1960 novel by Al Fray

The Dame's the Game is a crime novel by American novelist Al Fray. It was published in April 1960 as a Popular Library (paperback) Edition. The cover painting is by Harry Schaare.

== Plot introduction ==
Joe Tanner doesn't realize it, but the floating craps game he unwinds with after a hard day's work is rigged against him. His blonde bombshell wife, Shelly, sees through the con but can't get Joe to take her seriously. In Las Vegas, she enlists the aid of casino detective Barney Conroy. Soon the pair find themselves between the police, who suspect them of the murder of Joe Tanner, and the real murderers, a mysterious gang that is determined to get rid of Shelly and Barney, too.

== Plot summary ==

Shelly Tanner's husband Joe is a wealthy industrialist conducting military-sponsored research on Cold War armaments and intelligence gear. To relax, Joe has taken to shooting craps in a high-stakes floating game situated in various Los Angeles locations. He consistently loses serious sums of money, but out of obsession with the idea that his luck has to change, he returns to the game night after night.

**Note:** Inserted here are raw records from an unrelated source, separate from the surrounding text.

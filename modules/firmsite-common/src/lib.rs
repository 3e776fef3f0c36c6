pub mod aliases;
pub mod config;
pub mod error;
pub mod normalize;
pub mod slug;
pub mod types;

pub use aliases::{AliasTable, Taxonomy, TaxonomyKind};
pub use config::{Config, PayloadSettings};
pub use error::{FirmsiteError, Result};
pub use normalize::{normalize_list, Normalize};
pub use slug::{normalize_slug, normalize_slug_opt};
pub use types::*;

His beautiful, sexually frustrated wife Shelly sees through the crooked game, but can't convince Joe to stop throwing his money away. In desperation she drives to Las Vegas to enlist the aid of casino detective Barney Conroy.

At first, Barney wants nothing to do with free-lance work. He prefers the predictable security of his casino job. But when he is roughed up in the casino parking lot by thugs obviously tied to the Tanner affair, his injured pride compels him to find Shelly and promise his assistance. Shelly brings Barney and Joe together in Los Angeles and they all visit the craps game. Barney quietly confirms that the game is rigged. He thinks he recognizes the stickman as a dishonest but cowardly neighbor from his boyhood home in Kansas City, but doesn't know if he himself has been recognized.

After discussing the crooked nature of the game with a still-unreceptive Joe, Barney and Shelly form an amorous association. Shelly decides to leave Joe. As she and Barney spend a blissful first night together in a nearby motel, Joe returns to the craps game and uses the information Barney uncovered to confront the gang running it. Their response is to overpower him, take him to his own home and kill him using Shelly's gun. The gang's operatives have followed Barney and Shelly to the motel, know what they're up to, and anonymously tip the police that the pair are Joe's murderers.

Barney and Shelly are arrested and both spend some time in jail, but because no evidence directly implicates him, Barney is released. He uses his freedom to discover the real motives and the subrosa political affiliations of the gang members and, with the help of Shelly's high-priced Hollywood lawyer, successfully leads the FBI into a night-time, seaside gun battle where the gang is defeated.